As marijuana reaches higher levels of legality and semi-legality across the United States, an accompanying interest in, and knowledge about, ways in which the plant can be consumed has also increased.
Most Americans are familiar with the idea of pot brownies, those treats so ubiquitous in high school in college, made by mixing some cheap marijuana into boxed brownie batter. Some people have done a little research and discovered that the effect is more potent when the ground-up plant is added to a pan of hot butter, then combined with water, allowing the most potent part of the mix to rise to the top, where it is then strained, cooled and used in recipes where any fat is called for.
And for people who consume marijuana as medicine instead of a recreational activity, properly prepared cannabis is less of a joke and more of a necessity.
Eaten, Not Smoked
A marijuana grower in Washington state explains what many of us have heard anecdotally: marijuana eaten takes longer to kick in than its smoked counterpart, but the effect lasts much longer. “Someone could have a breakfast sandwich with pot pesto in the morning, and still be hungry in the afternoon.” This distinction is important for ill people who have lost their appetite, which saps their strength and makes it difficult to keep down their medications.
(This Washington state grower’s family business is legal, but he doesn’t wish to publicize it, given his other, more corporate day job.)
“It’s also helped patients that the products themselves have become more substantial, and have more healthy calories,” he says. Recently, he’s seen an increase in items like refrigerated, take-home lasagnas at dispensaries he works with; a friend of his, ill with cancer, gained 30 pounds in about eight weeks after discovering cannabis burritos at her new dispensary.

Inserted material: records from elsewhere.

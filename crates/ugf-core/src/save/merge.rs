// Default merging: turns partial or malformed save data into a complete save.
//
// Every field of a partial decodes leniently. A value of the wrong shape is
// treated as absent instead of failing the whole record, so a single bad
// field in a hand-edited save never costs the rest of the career.

use chrono::{DateTime, Utc};
use serde::de::DeserializeOwned;
use serde::{Deserialize, Deserializer};
use serde_json::Value;

use super::schema::*;

// ---------------------------------------------------------------------------
// Lenient field decoders
// ---------------------------------------------------------------------------

/// Decode a present field, treating a wrong-shaped value as absent.
pub(super) fn lenient<'de, D, T>(deserializer: D) -> Result<Option<T>, D::Error>
where
    D: Deserializer<'de>,
    T: DeserializeOwned,
{
    let raw = Value::deserialize(deserializer)?;
    Ok(serde_json::from_value(raw).ok())
}

/// Decode a nullable field. Absent stays `None`, an explicit `null` becomes
/// `Some(None)`, and a wrong-shaped value is treated as absent.
fn nullable<'de, D, T>(deserializer: D) -> Result<Option<Option<T>>, D::Error>
where
    D: Deserializer<'de>,
    T: DeserializeOwned,
{
    let raw = Value::deserialize(deserializer)?;
    if raw.is_null() {
        return Ok(Some(None));
    }
    Ok(serde_json::from_value(raw).ok().map(Some))
}

/// Decode a sequence field: taken when array-shaped, with malformed elements
/// dropped; any other shape is treated as absent.
fn lenient_items<'de, D, T>(deserializer: D) -> Result<Option<Vec<T>>, D::Error>
where
    D: Deserializer<'de>,
    T: DeserializeOwned,
{
    match Value::deserialize(deserializer)? {
        Value::Array(items) => Ok(Some(
            items
                .into_iter()
                .filter_map(|item| serde_json::from_value(item).ok())
                .collect(),
        )),
        _ => Ok(None),
    }
}

// ---------------------------------------------------------------------------
// Partial aggregates
// ---------------------------------------------------------------------------

#[derive(Debug, Clone, Default, PartialEq, Deserialize)]
#[serde(rename_all = "camelCase")]
pub struct PartialLeague {
    #[serde(default, deserialize_with = "lenient")]
    pub season: Option<u32>,
    #[serde(default, deserialize_with = "lenient")]
    pub week: Option<u32>,
    #[serde(default, deserialize_with = "lenient")]
    pub phase: Option<LeaguePhase>,
}

impl PartialLeague {
    pub fn overlay(self, base: LeagueState) -> LeagueState {
        LeagueState {
            season: self.season.unwrap_or(base.season),
            week: self.week.unwrap_or(base.week),
            phase: self.phase.unwrap_or(base.phase),
        }
    }
}

#[derive(Debug, Clone, Default, PartialEq, Deserialize)]
#[serde(rename_all = "camelCase")]
pub struct PartialOnboarding {
    #[serde(default, deserialize_with = "lenient_items")]
    pub interviews_completed: Option<Vec<String>>,
}

impl PartialOnboarding {
    pub fn overlay(self, base: Onboarding) -> Onboarding {
        Onboarding {
            interviews_completed: self
                .interviews_completed
                .unwrap_or(base.interviews_completed),
        }
    }
}

#[derive(Debug, Clone, Default, PartialEq, Deserialize)]
#[serde(rename_all = "camelCase")]
pub struct PartialTimeline {
    #[serde(default, deserialize_with = "lenient")]
    pub current_step: Option<TimelineStep>,
    #[serde(default, deserialize_with = "lenient")]
    pub started_at: Option<DateTime<Utc>>,
    #[serde(default, deserialize_with = "lenient_items")]
    pub history: Option<Vec<TimelineStep>>,
}

impl PartialTimeline {
    pub fn overlay(self, base: Timeline) -> Timeline {
        Timeline {
            current_step: self.current_step.unwrap_or(base.current_step),
            started_at: self.started_at.unwrap_or(base.started_at),
            history: self.history.unwrap_or(base.history),
        }
    }
}

#[derive(Debug, Clone, Default, PartialEq, Deserialize)]
#[serde(rename_all = "camelCase")]
pub struct PartialFlags {
    #[serde(default, deserialize_with = "lenient")]
    pub staff_built: Option<bool>,
    #[serde(default, deserialize_with = "lenient")]
    pub org_meeting_done: Option<bool>,
}

impl PartialFlags {
    pub fn overlay(self, base: Flags) -> Flags {
        Flags {
            staff_built: self.staff_built.unwrap_or(base.staff_built),
            org_meeting_done: self.org_meeting_done.unwrap_or(base.org_meeting_done),
        }
    }
}

#[derive(Debug, Clone, Default, PartialEq, Deserialize)]
#[serde(rename_all = "camelCase")]
pub struct PartialCareer {
    #[serde(default, deserialize_with = "lenient")]
    pub reputation: Option<i32>,
    #[serde(default, deserialize_with = "lenient")]
    pub owner_trust: Option<i32>,
    #[serde(default, deserialize_with = "lenient")]
    pub scouting_efficiency: Option<i32>,
    #[serde(default, deserialize_with = "lenient")]
    pub negotiation_edge: Option<i32>,
    #[serde(default, deserialize_with = "lenient")]
    pub draft_philosophy: Option<DraftPhilosophy>,
    #[serde(default, deserialize_with = "lenient")]
    pub fa_aggressiveness: Option<FaAggressiveness>,
    #[serde(default, deserialize_with = "lenient")]
    pub extension_priority: Option<ExtensionPriority>,
}

impl PartialCareer {
    pub fn overlay(self, base: Career) -> Career {
        Career {
            reputation: self.reputation.unwrap_or(base.reputation),
            owner_trust: self.owner_trust.unwrap_or(base.owner_trust),
            scouting_efficiency: self.scouting_efficiency.unwrap_or(base.scouting_efficiency),
            negotiation_edge: self.negotiation_edge.unwrap_or(base.negotiation_edge),
            draft_philosophy: self.draft_philosophy.unwrap_or(base.draft_philosophy),
            fa_aggressiveness: self.fa_aggressiveness.unwrap_or(base.fa_aggressiveness),
            extension_priority: self.extension_priority.unwrap_or(base.extension_priority),
        }
    }
}

#[derive(Debug, Clone, Default, PartialEq, Deserialize)]
#[serde(rename_all = "camelCase")]
pub struct PartialStaffPlan {
    #[serde(default, deserialize_with = "lenient")]
    pub oc: Option<StaffDecision>,
    #[serde(default, deserialize_with = "lenient")]
    pub dc: Option<StaffDecision>,
    #[serde(default, deserialize_with = "lenient")]
    pub stc: Option<StaffDecision>,
}

impl PartialStaffPlan {
    pub fn overlay(self, base: StaffPlan) -> StaffPlan {
        StaffPlan {
            oc: self.oc.unwrap_or(base.oc),
            dc: self.dc.unwrap_or(base.dc),
            stc: self.stc.unwrap_or(base.stc),
        }
    }
}

#[derive(Debug, Clone, Default, PartialEq, Deserialize)]
#[serde(rename_all = "camelCase")]
pub struct PartialDraft {
    #[serde(default, deserialize_with = "lenient")]
    pub class_generated: Option<bool>,
    #[serde(default, deserialize_with = "lenient")]
    pub started: Option<bool>,
    #[serde(default, deserialize_with = "lenient")]
    pub completed: Option<bool>,
    #[serde(default, deserialize_with = "lenient")]
    pub current_pick: Option<u32>,
    #[serde(default, deserialize_with = "lenient_items")]
    pub prospects: Option<Vec<DraftProspect>>,
    #[serde(default, deserialize_with = "lenient_items")]
    pub board: Option<Vec<String>>,
}

impl PartialDraft {
    pub fn overlay(self, base: DraftState) -> DraftState {
        DraftState {
            class_generated: self.class_generated.unwrap_or(base.class_generated),
            started: self.started.unwrap_or(base.started),
            completed: self.completed.unwrap_or(base.completed),
            current_pick: self.current_pick.unwrap_or(base.current_pick),
            prospects: self.prospects.unwrap_or(base.prospects),
            board: self.board.unwrap_or(base.board),
        }
    }
}

// ---------------------------------------------------------------------------
// PartialSave
// ---------------------------------------------------------------------------

/// A save with any subset of its fields present.
///
/// Used both to decode persisted records of uncertain shape and as the patch
/// form accepted by the mutation API. `schemaVersion` is never read from
/// input; merging always stamps the current version.
#[derive(Debug, Clone, Default, PartialEq, Deserialize)]
#[serde(rename_all = "camelCase")]
pub struct PartialSave {
    #[serde(default, deserialize_with = "nullable")]
    pub user_character_id: Option<Option<String>>,
    #[serde(default, deserialize_with = "nullable")]
    pub user_team_id: Option<Option<String>>,
    #[serde(default, deserialize_with = "nullable")]
    pub coach: Option<Option<CoachProfile>>,
    #[serde(default, deserialize_with = "lenient")]
    pub league: Option<PartialLeague>,
    #[serde(default, deserialize_with = "lenient")]
    pub onboarding: Option<PartialOnboarding>,
    #[serde(default, deserialize_with = "lenient")]
    pub timeline: Option<PartialTimeline>,
    #[serde(default, deserialize_with = "lenient")]
    pub flags: Option<PartialFlags>,
    #[serde(default, deserialize_with = "lenient_items")]
    pub news: Option<Vec<NewsItem>>,
    #[serde(default, deserialize_with = "lenient_items")]
    pub inbox: Option<Vec<NewsItem>>,
    #[serde(default, deserialize_with = "lenient")]
    pub career: Option<PartialCareer>,
    #[serde(default, deserialize_with = "lenient")]
    pub staff_plan: Option<PartialStaffPlan>,
    #[serde(default, deserialize_with = "lenient")]
    pub draft: Option<PartialDraft>,
}

impl PartialSave {
    /// Decode a partial from an arbitrary JSON value. Returns `None` only when
    /// the value is not an object.
    pub fn from_value(value: &Value) -> Option<Self> {
        if !value.is_object() {
            return None;
        }
        serde_json::from_value(value.clone()).ok()
    }

    /// Lay the present fields over `base`. Top-level fields replace; nested
    /// aggregates merge key by key, so a partial nested object keeps its
    /// siblings from `base`.
    pub fn overlay(self, base: SaveData) -> SaveData {
        SaveData {
            schema_version: SCHEMA_VERSION,
            user_character_id: self.user_character_id.unwrap_or(base.user_character_id),
            user_team_id: self.user_team_id.unwrap_or(base.user_team_id),
            coach: self.coach.unwrap_or(base.coach),
            league: overlay_nested(self.league, base.league, PartialLeague::overlay),
            onboarding: overlay_nested(self.onboarding, base.onboarding, PartialOnboarding::overlay),
            timeline: overlay_nested(self.timeline, base.timeline, PartialTimeline::overlay),
            flags: overlay_nested(self.flags, base.flags, PartialFlags::overlay),
            news: self.news.unwrap_or(base.news),
            inbox: self.inbox.unwrap_or(base.inbox),
            career: overlay_nested(self.career, base.career, PartialCareer::overlay),
            staff_plan: overlay_nested(self.staff_plan, base.staff_plan, PartialStaffPlan::overlay),
            draft: overlay_nested(self.draft, base.draft, PartialDraft::overlay),
        }
    }
}

fn overlay_nested<P, T>(partial: Option<P>, base: T, merge: fn(P, T) -> T) -> T {
    match partial {
        Some(partial) => merge(partial, base),
        None => base,
    }
}

/// Fill every field missing from `partial` with the default save's value and
/// return a schema-valid save. Idempotent.
pub fn merge_with_default_save(partial: PartialSave) -> SaveData {
    partial.overlay(default_save()).normalized()
}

An informal, small-scale poll done for this article showed that no one really enjoys the taste of marijuana on its own. Sure, the flavor can trigger some nostalgic or positive Pavlovian feelings, but would anyone choose to add the flavor, but not the effects, of marijuana to their meals? To a man, the answer is no.
Accordingly, it’s used pretty strictly as an herbal addition, never as a vegetable or side dish on its own. Bobby Greig, chef and owner at Greig Edibles Inc. in California, started his professional kitchen after his father was diagnosed with cancer. With every recipe he tries, the goal is two-fold: make something delicious, and mask the marijuana flavor entirely.
Sure, the flavor can trigger some nostalgic or positive Pavlovian feelings, but would anyone choose to add the flavor, but not the effects, of marijuana to their meals? To a man, the answer is no.
“Marijuana’s really a disgusting flavor, so I do a lot of bold flavors to hide it, like chili, mac and cheese, garlic mashed potatoes.” Before Greig started his business, he thought of marijuana edibles as novelty items, like a white chocolate pot bar he once ate, though he found it unappetizing. “The candy is okay for, say, a college kid, but for people with serious health problems, things like that are not enough.”
Still, Greig found that at many dispensaries, products more complicated than salsas and hummus never really found an audience. (He suspects that had a lot to do with employee enthusiasm at the dispensaries, which seemed reserved for snacks and desserts.) Now, his company more often delivers to homes and hospices, where his plated dinners seem more appreciated.
Though many of Greig’s recipes are hearty, his experience has enabled him to customize meals for his clients. For instance, his diabetic clients will likely order vinaigrettes and other dressings, and Greig has developed methods for infusing olive oil with cannabis, for recipes where butter isn’t the best fit. (This method is great for combining other seasonings, making, for instance, a garlic-rosemary-cannabis infused oil.) “I’m a chef, so I can figure out a way to incorporate cannabis into any recipe,” he says.
Different strains, though they produce different effects in users, don’t seem to have different flavors. In cooking, they’re chosen not for taste but for result, with indica for people who want to sleep, and sativa for people who have to remain alert.
“I make normal, great tasting food: it’s medicated, but you wouldn’t even know it from the taste, says Greig. “My macaroni is made with four smoked cheeses, with the medicine added to the roux: the green gets completely cooked out. Or, I just mix it in with the panko topping.”
As the move to legalize marijuana gains favor, more and more people are treating it as an industry that needs regulation. Food Laws for Marijuana Dispensaries is a Rhode Island-based group that wants to implement USDA-style labeling on prepared, marijuana-laced food. The group’s founder, Topher Seal, says that since sick people are the main consumers of cannabis goods, it’s important that ingredients be listed to protect against allergies and counter-indications. Of course, It’s also possible to make your own cannabis foods at home: Seal himself enjoys banana nut muffins and popcorn, which has a subtle green sheen that appeals to his senses.
Greig believes that this new emphasis on real food is “a natural progression” in the path towards marijuana acceptance. More people are consuming it, so the demands are becoming more varied. There’s no denying that at many Southern California dispensaries, freshly-made morning donuts from Wake & Bake Fresh Edibles are the most sought-after item. But for those whose marijuana consumption is about pain and anxiety relief, chefs like Bobby Greig are almost as important as the drug itself.